▸ **Prompt**:
Count the lines in the entries that contain the string "enum". State nothing but the number.

Top of Data to examine

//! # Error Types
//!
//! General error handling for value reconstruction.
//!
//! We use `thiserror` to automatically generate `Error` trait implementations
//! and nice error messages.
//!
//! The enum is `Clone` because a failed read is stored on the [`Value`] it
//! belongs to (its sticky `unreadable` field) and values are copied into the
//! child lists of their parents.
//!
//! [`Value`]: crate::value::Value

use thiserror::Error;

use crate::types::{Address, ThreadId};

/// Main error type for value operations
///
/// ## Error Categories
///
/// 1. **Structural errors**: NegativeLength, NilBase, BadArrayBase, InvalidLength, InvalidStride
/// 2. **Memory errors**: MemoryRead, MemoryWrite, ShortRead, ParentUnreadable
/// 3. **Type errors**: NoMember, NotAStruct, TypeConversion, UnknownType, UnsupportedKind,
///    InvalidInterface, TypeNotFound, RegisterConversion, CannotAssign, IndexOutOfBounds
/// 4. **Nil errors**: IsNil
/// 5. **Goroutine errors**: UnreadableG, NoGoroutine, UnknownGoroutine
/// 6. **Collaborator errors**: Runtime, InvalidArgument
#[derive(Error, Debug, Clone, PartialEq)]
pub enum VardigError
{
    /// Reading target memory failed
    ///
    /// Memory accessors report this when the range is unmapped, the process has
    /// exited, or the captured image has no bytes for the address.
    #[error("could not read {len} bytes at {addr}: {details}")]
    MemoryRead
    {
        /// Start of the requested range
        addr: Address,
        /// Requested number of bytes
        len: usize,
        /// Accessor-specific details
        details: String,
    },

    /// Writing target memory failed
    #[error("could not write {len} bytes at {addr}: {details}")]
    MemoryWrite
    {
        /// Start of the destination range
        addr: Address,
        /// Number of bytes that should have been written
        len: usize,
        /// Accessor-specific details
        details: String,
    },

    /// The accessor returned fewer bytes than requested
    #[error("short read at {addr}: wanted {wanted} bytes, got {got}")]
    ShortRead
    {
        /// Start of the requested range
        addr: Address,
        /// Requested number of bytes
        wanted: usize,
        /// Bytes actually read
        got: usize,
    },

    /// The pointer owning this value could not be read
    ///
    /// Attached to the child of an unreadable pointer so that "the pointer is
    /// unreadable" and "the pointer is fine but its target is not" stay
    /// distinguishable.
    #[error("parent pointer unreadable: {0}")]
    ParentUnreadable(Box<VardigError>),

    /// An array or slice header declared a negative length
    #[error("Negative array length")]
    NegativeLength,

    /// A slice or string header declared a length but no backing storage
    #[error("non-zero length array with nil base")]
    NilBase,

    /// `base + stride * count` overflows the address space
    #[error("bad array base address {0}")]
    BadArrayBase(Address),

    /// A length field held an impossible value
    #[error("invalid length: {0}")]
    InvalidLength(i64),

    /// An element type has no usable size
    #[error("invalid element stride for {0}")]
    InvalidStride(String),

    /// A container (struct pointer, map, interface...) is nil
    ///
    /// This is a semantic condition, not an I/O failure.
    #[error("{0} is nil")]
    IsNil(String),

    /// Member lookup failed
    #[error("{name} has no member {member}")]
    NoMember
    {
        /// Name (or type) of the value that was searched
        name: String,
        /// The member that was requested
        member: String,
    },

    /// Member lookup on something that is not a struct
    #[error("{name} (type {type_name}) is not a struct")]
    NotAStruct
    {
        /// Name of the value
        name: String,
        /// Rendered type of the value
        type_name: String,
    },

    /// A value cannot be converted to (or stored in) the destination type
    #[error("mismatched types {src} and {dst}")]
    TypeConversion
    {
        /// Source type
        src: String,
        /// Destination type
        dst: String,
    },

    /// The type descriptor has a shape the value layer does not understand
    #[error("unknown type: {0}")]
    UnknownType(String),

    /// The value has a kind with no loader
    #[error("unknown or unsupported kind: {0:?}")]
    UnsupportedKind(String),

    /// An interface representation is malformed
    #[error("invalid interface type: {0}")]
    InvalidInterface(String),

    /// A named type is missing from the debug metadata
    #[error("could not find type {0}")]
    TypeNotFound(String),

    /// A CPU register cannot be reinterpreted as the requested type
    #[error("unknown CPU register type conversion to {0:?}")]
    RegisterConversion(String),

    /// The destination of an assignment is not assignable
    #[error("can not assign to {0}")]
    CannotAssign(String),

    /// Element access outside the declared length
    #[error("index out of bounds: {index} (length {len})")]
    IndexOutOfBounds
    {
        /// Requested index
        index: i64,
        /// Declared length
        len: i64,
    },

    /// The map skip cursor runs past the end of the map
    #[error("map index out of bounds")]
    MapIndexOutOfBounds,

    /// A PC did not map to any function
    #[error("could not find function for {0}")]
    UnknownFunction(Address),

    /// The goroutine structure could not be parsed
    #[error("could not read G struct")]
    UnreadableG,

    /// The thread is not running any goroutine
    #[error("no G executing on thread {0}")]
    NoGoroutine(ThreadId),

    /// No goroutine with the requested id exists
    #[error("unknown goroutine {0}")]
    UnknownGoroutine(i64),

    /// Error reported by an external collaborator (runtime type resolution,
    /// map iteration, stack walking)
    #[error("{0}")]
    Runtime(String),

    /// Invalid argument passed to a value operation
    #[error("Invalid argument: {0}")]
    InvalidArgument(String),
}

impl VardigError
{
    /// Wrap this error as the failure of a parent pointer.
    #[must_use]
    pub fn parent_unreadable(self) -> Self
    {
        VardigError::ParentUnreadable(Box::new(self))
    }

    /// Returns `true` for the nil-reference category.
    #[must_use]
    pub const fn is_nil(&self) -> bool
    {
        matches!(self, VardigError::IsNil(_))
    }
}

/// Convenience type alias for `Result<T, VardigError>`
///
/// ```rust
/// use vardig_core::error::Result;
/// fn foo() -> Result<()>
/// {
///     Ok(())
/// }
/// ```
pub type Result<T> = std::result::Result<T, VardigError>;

Bottom of Data to examine

▸ **Answer to this exercise**:
2